Charles Leclerc, piloto da Ferrari, esteve muito perto de garantir a pole position para o Grande Prêmio da Áustria neste sábado, pondo fim a um período de um ano sem largar na frente. Contudo, suas chances diminuíram drasticamente após o acidente de Max Verstappen nos momentos finais da sessão classificatória, o que permitiu a George Russell assegurar a primeira posição no grid. O chefe da equipe italiana, Frederic Vasseur, expressou sua forte oposição às deliberações dos comissários sobre o incidente.
Russell completou sua volta mais rápida sob a ativação de uma bandeira amarela simples, acionada em decorrência da batida de Verstappen. Embora essa sinalização exija que o piloto reduza a velocidade, não há uma obrigação de abortar a volta, ao contrário do que ocorreria com uma bandeira amarela dupla. A Federação Internacional de Automobilismo (FIA) avaliou que a desaceleração de Russell foi suficiente, mesmo com o tempo registrado garantindo-lhe a pole.
“Quando um carro colide com o muro, em certas circunstâncias, acredito que deveria haver uma bandeira amarela dupla”, argumentou Vasseur. Ele manifestou sua discordância sobre a situação, apontando uma inconsistência entre as punições aplicadas por infrações menores em treinos livres e a permissão para que os pilotos mantenham o ritmo em incidentes como o ocorrido, levantando sérias questões de segurança.
O dirigente da equipe italiana ressaltou que foi exibida apenas uma bandeira amarela, descrevendo a deliberação como “discutível”, especialmente considerando que o carro médico foi mobilizado. Vasseur explicou que, sob essa sinalização, espera-se uma diminuição de aproximadamente 5% da velocidade no setor afetado. Ele expressou lamento por sua equipe não ter acesso aos dados para verificar a conformidade.
De fato, Russell demonstrou uma desaceleração perceptível ao entrar no último setor da pista, onde ocorreu o acidente de Verstappen, e onde ele registrou seu pior tempo.
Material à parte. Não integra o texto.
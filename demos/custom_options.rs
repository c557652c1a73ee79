//! Customizing parsing and output with TablerOptions.
//!
//! Run with: cargo run --example custom_options

use std::error::Error;
use tabler::{parse_with_options, serialize_with_options, table, LonePercent, TablerOptions};

fn main() -> Result<(), Box<dyn Error>> {
    let input = b"%off:50\n%%note:\n%done\n%%\n";

    // Default: a lone `%` at line start is kept
    println!("Preserve lone %:");
    let table = parse_with_options(input, &TablerOptions::new())?;
    println!("{:?}\n", table[0]);

    // Legacy readers dropped it
    println!("Drop lone % (legacy):");
    let legacy = TablerOptions::new().with_lone_percent(LonePercent::Drop);
    let table = parse_with_options(input, &legacy)?;
    println!("{:?}\n", table[0]);
    assert_eq!(table[0].get("off"), Some("50"));

    // Sorted keys give stable output regardless of insertion order
    println!("Sorted keys:");
    let rows = table![{ "zone" => "eu", "app" => "web", "mode" => "prod" }];
    let sorted = TablerOptions::new().with_sorted_keys(true);
    println!("{}", String::from_utf8(serialize_with_options(&rows, &sorted))?);

    Ok(())
}
//! Deserializing records into Rust types.
//!
//! Every [`Record`] is presented to serde as a map whose keys are the record's
//! keys and whose values are strings. Scalar targets (`u32`, `bool`, `f64`,
//! `char`, unit enum variants, ...) are parsed from that string, so a plain
//! struct can be read straight out of a table:
//!
//! ```rust
//! use serde::Deserialize;
//! use tabler::from_str;
//!
//! #[derive(Deserialize, Debug, PartialEq)]
//! struct Host { name: String, port: u16 }
//!
//! let hosts: Vec<Host> = from_str("name:db\nport:5432\n\nname:cache\nport:6379\n").unwrap();
//! assert_eq!(hosts[1], Host { name: "cache".into(), port: 6379 });
//! ```
//!
//! An empty value reads as `None` when the target is an `Option`.

use crate::{Error, Record, Result};
use serde::de::{self, DeserializeSeed, IntoDeserializer, MapAccess, Visitor};
use serde::forward_to_deserialize_any;

/// Deserializes one [`Record`] into `T`.
///
/// # Examples
///
/// ```rust
/// use std::collections::HashMap;
/// use tabler::{from_record, record};
///
/// let map: HashMap<String, String> = from_record(&record! { "a" => "1" }).unwrap();
/// assert_eq!(map["a"], "1");
/// ```
///
/// # Errors
///
/// Returns an error if a value cannot be parsed as the field's type or a
/// required field is missing.
pub fn from_record<T>(record: &Record) -> Result<T>
where
    T: de::DeserializeOwned,
{
    T::deserialize(RecordDeserializer::new(record))
}

/// A serde `Deserializer` over a single [`Record`].
pub struct RecordDeserializer<'a> {
    record: &'a Record,
}

impl<'a> RecordDeserializer<'a> {
    pub fn new(record: &'a Record) -> Self {
        RecordDeserializer { record }
    }
}

impl<'de, 'a> de::Deserializer<'de> for RecordDeserializer<'a> {
    type Error = Error;

    fn deserialize_any<V>(self, visitor: V) -> Result<V::Value>
    where
        V: Visitor<'de>,
    {
        visitor.visit_map(RecordAccess {
            iter: self.record.iter(),
            value: None,
        })
    }

    fn deserialize_newtype_struct<V>(self, _name: &'static str, visitor: V) -> Result<V::Value>
    where
        V: Visitor<'de>,
    {
        visitor.visit_newtype_struct(self)
    }

    forward_to_deserialize_any! {
        bool i8 i16 i32 i64 i128 u8 u16 u32 u64 u128 f32 f64 char str string
        bytes byte_buf option unit unit_struct seq tuple
        tuple_struct map struct enum identifier ignored_any
    }
}

struct RecordAccess<'a> {
    iter: indexmap::map::Iter<'a, String, String>,
    value: Option<(&'a str, &'a str)>,
}

impl<'de, 'a> MapAccess<'de> for RecordAccess<'a> {
    type Error = Error;

    fn next_key_seed<K>(&mut self, seed: K) -> Result<Option<K::Value>>
    where
        K: DeserializeSeed<'de>,
    {
        match self.iter.next() {
            Some((key, value)) => {
                self.value = Some((key.as_str(), value.as_str()));
                seed.deserialize(key.as_str().into_deserializer()).map(Some)
            }
            None => Ok(None),
        }
    }

    fn next_value_seed<V>(&mut self, seed: V) -> Result<V::Value>
    where
        V: DeserializeSeed<'de>,
    {
        let (key, value) = self
            .value
            .take()
            .ok_or_else(|| Error::custom("next_value called before next_key"))?;
        seed.deserialize(FieldDeserializer { key, value })
    }

    fn size_hint(&self) -> Option<usize> {
        Some(self.iter.len())
    }
}

/// Reads one field's text as whatever scalar the target asks for.
struct FieldDeserializer<'a> {
    key: &'a str,
    value: &'a str,
}

impl<'a> FieldDeserializer<'a> {
    fn parse<T>(&self, expected: &str) -> Result<T>
    where
        T: std::str::FromStr,
    {
        self.value.parse().map_err(|_| {
            Error::custom(format!(
                "field {:?}: expected {}, found {:?}",
                self.key, expected, self.value
            ))
        })
    }
}

macro_rules! deserialize_parsed {
    ($($method:ident => $visit:ident: $ty:ty),* $(,)?) => {
        $(
            fn $method<V>(self, visitor: V) -> Result<V::Value>
            where
                V: Visitor<'de>,
            {
                visitor.$visit(self.parse::<$ty>(stringify!($ty))?)
            }
        )*
    };
}

impl<'de, 'a> de::Deserializer<'de> for FieldDeserializer<'a> {
    type Error = Error;

    fn deserialize_any<V>(self, visitor: V) -> Result<V::Value>
    where
        V: Visitor<'de>,
    {
        visitor.visit_str(self.value)
    }

    deserialize_parsed! {
        deserialize_bool => visit_bool: bool,
        deserialize_i8 => visit_i8: i8,
        deserialize_i16 => visit_i16: i16,
        deserialize_i32 => visit_i32: i32,
        deserialize_i64 => visit_i64: i64,
        deserialize_i128 => visit_i128: i128,
        deserialize_u8 => visit_u8: u8,
        deserialize_u16 => visit_u16: u16,
        deserialize_u32 => visit_u32: u32,
        deserialize_u64 => visit_u64: u64,
        deserialize_u128 => visit_u128: u128,
        deserialize_f32 => visit_f32: f32,
        deserialize_f64 => visit_f64: f64,
        deserialize_char => visit_char: char,
    }

    fn deserialize_option<V>(self, visitor: V) -> Result<V::Value>
    where
        V: Visitor<'de>,
    {
        if self.value.is_empty() {
            visitor.visit_none()
        } else {
            visitor.visit_some(self)
        }
    }

    fn deserialize_unit<V>(self, visitor: V) -> Result<V::Value>
    where
        V: Visitor<'de>,
    {
        visitor.visit_unit()
    }

    fn deserialize_newtype_struct<V>(self, _name: &'static str, visitor: V) -> Result<V::Value>
    where
        V: Visitor<'de>,
    {
        visitor.visit_newtype_struct(self)
    }

    fn deserialize_enum<V>(
        self,
        _name: &'static str,
        _variants: &'static [&'static str],
        visitor: V,
    ) -> Result<V::Value>
    where
        V: Visitor<'de>,
    {
        visitor.visit_enum(self.value.into_deserializer())
    }

    forward_to_deserialize_any! {
        str string bytes byte_buf unit_struct seq tuple
        tuple_struct map struct identifier ignored_any
    }
}
// Copyright (c) 2025 Kirky.X
//
// Licensed under the MIT License
// See LICENSE file in the project root for full license information.

use crate::application::dto::task_record::TaskRecordDto;
use crate::queue::task_queue::{QueueError, TaskQueue};
use serde::Serialize;
use serde_json::Value;
use std::path::{Path, PathBuf};
use std::sync::Arc;
use thiserror::Error;
use tracing::{error, info, warn};

/// 发布错误类型
#[derive(Error, Debug)]
pub enum PublishError {
    #[error("Failed to read {path}: {source}")]
    Io {
        path: PathBuf,
        #[source]
        source: std::io::Error,
    },

    #[error("Invalid JSON in {path}: {source}")]
    Json {
        path: PathBuf,
        #[source]
        source: serde_json::Error,
    },

    #[error("Expected a JSON array in {path}, got {found}")]
    Format { path: PathBuf, found: &'static str },

    #[error("Queue error: {0}")]
    Queue(#[from] QueueError),
}

/// 一次发布的计数
#[derive(Debug, Clone, Copy, Default, PartialEq, Eq, Serialize)]
pub struct PublishReport {
    /// 文件中的记录数
    pub total: usize,
    /// 通过校验的记录数
    pub valid: usize,
    /// 成功入队的任务数
    pub published: usize,
}

/// 队列状态
#[derive(Debug, Clone, PartialEq, Eq, Serialize)]
pub struct QueueStatus {
    pub queue_length: u64,
    /// `active` 或 `empty`
    pub status: &'static str,
}

/// 任务发布器
///
/// 从JSON文件读取任务并推入队列
pub struct Publisher<Q: TaskQueue> {
    queue: Arc<Q>,
}

impl<Q: TaskQueue> Publisher<Q> {
    pub fn new(queue: Arc<Q>) -> Self {
        Self { queue }
    }

    /// 读取任务文件并将有效任务入队
    ///
    /// 缺少 `url`、`source` 或 `category` 的记录会被跳过并记录警告；
    /// 单个任务入队失败只记录错误，不中断其余任务。
    ///
    /// # 参数
    ///
    /// * `path` - JSON数组文件路径
    ///
    /// # 返回值
    ///
    /// * `Ok(PublishReport)` - 总数、有效数和入队数
    /// * `Err(PublishError)` - 文件缺失、JSON无效或顶层不是数组
    pub async fn publish_from_file(
        &self,
        path: impl AsRef<Path>,
    ) -> Result<PublishReport, PublishError> {
        let path = path.as_ref();
        let records = load_records(path).await?;
        info!(path = %path.display(), count = records.len(), "Loaded task records");

        let mut report = PublishReport {
            total: records.len(),
            ..Default::default()
        };

        for (index, value) in records.into_iter().enumerate() {
            let position = index + 1;
            let task = match serde_json::from_value::<TaskRecordDto>(value)
                .map_err(|e| e.to_string())
                .and_then(|record| record.into_task(position).map_err(|e| e.to_string()))
            {
                Ok(task) => task,
                Err(reason) => {
                    warn!(position, reason = %reason, "Skipping invalid task record");
                    continue;
                }
            };
            report.valid += 1;

            match self.queue.push(&task).await {
                Ok(()) => report.published += 1,
                Err(e) => error!(task_id = %task.id, "Failed to push task: {}", e),
            }
        }

        info!(
            published = report.published,
            valid = report.valid,
            total = report.total,
            "Published tasks"
        );
        Ok(report)
    }

    /// 查询队列长度
    pub async fn queue_status(&self) -> Result<QueueStatus, PublishError> {
        let queue_length = self.queue.length().await?;
        Ok(QueueStatus {
            queue_length,
            status: if queue_length > 0 { "active" } else { "empty" },
        })
    }
}

async fn load_records(path: &Path) -> Result<Vec<Value>, PublishError> {
    let raw = tokio::fs::read_to_string(path)
        .await
        .map_err(|source| PublishError::Io {
            path: path.to_path_buf(),
            source,
        })?;

    let value: Value = serde_json::from_str(&raw).map_err(|source| PublishError::Json {
        path: path.to_path_buf(),
        source,
    })?;

    match value {
        Value::Array(records) => Ok(records),
        other => Err(PublishError::Format {
            path: path.to_path_buf(),
            found: json_kind(&other),
        }),
    }
}

fn json_kind(value: &Value) -> &'static str {
    match value {
        Value::Null => "null",
        Value::Bool(_) => "boolean",
        Value::Number(_) => "number",
        Value::String(_) => "string",
        Value::Array(_) => "array",
        Value::Object(_) => "object",
    }
}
No entanto, devido aos ganhos substanciais que acumulou nos dois primeiros setores do Circuito de Spielberg, o piloto britânico conseguiu manter a vantagem necessária para garantir a pole position.
A polêmica decisão que isentou George Russell de punição após a pole
Inicialmente, pairou uma incerteza considerável sobre o resultado da classificação, com os mecânicos da Ferrari celebrando a suposta pole de Charles Leclerc, enquanto a equipe Mercedes mostrava-se hesitante. Contudo, poucos minutos depois, a FIA confirmou que Russell estava completamente livre de qualquer investigação ou penalidade.
A FIA esclareceu que, sob uma bandeira amarela simples, basta que o piloto reduza sua velocidade, critério que foi considerado atendido por Russell. A distinção entre a bandeira amarela simples e a dupla é crucial: enquanto a primeira exige cautela e uma leve redução, a segunda impõe uma desaceleração substancial ou até mesmo o aborto da volta rápida, afetando diretamente as chances de pole. Pouco após Russell completar sua volta, os comissários da prova elevaram a sinalização para uma bandeira amarela dupla, indicando uma reavaliação da gravidade do acidente.
“As coisas estão caminhando na direção errada para nós e na certa para a Mercedes neste ano, mas continuaremos lutando”, desabafou Vasseur. Ele optou por não gastar energia em polêmicas, mas admitiu a percepção de que “a sorte sempre parece favorecer a Mercedes”, mesmo com seus pilotos, Leclerc e Lewis Hamilton, largando em segundo e terceiro.
Outro competidor que foi prejudicado pela situação foi Andrea Kimi Antonelli, atual líder do campeonato. Ele desacelerou mais significativamente do que Russell, mas o fez por conta própria, pois interpretou a sinalização como uma bandeira amarela dupla e tirou o pé do acelerador, o que o fez largar apenas na quarta posição no domingo.
“Foi uma redução de velocidade de 100 metros com uma bandeira amarela simples”, defendeu Toto Wolff, chefe da Mercedes, referindo-se à manobra de Russell. Ele elogiou a conduta de George, que perdeu apenas um décimo e meio, mas confirmou que Kimi Antonelli interpretou a sinalização como uma bandeira amarela dupla.
O jovem piloto confirmou seu engano em entrevista à “Sky Sports F1” após a sessão. “Não sei por quê, mas achei que fosse uma bandeira amarela dupla, então desisti completamente e perdi a primeira fila. Foi um erro meu”, declarou Antonelli.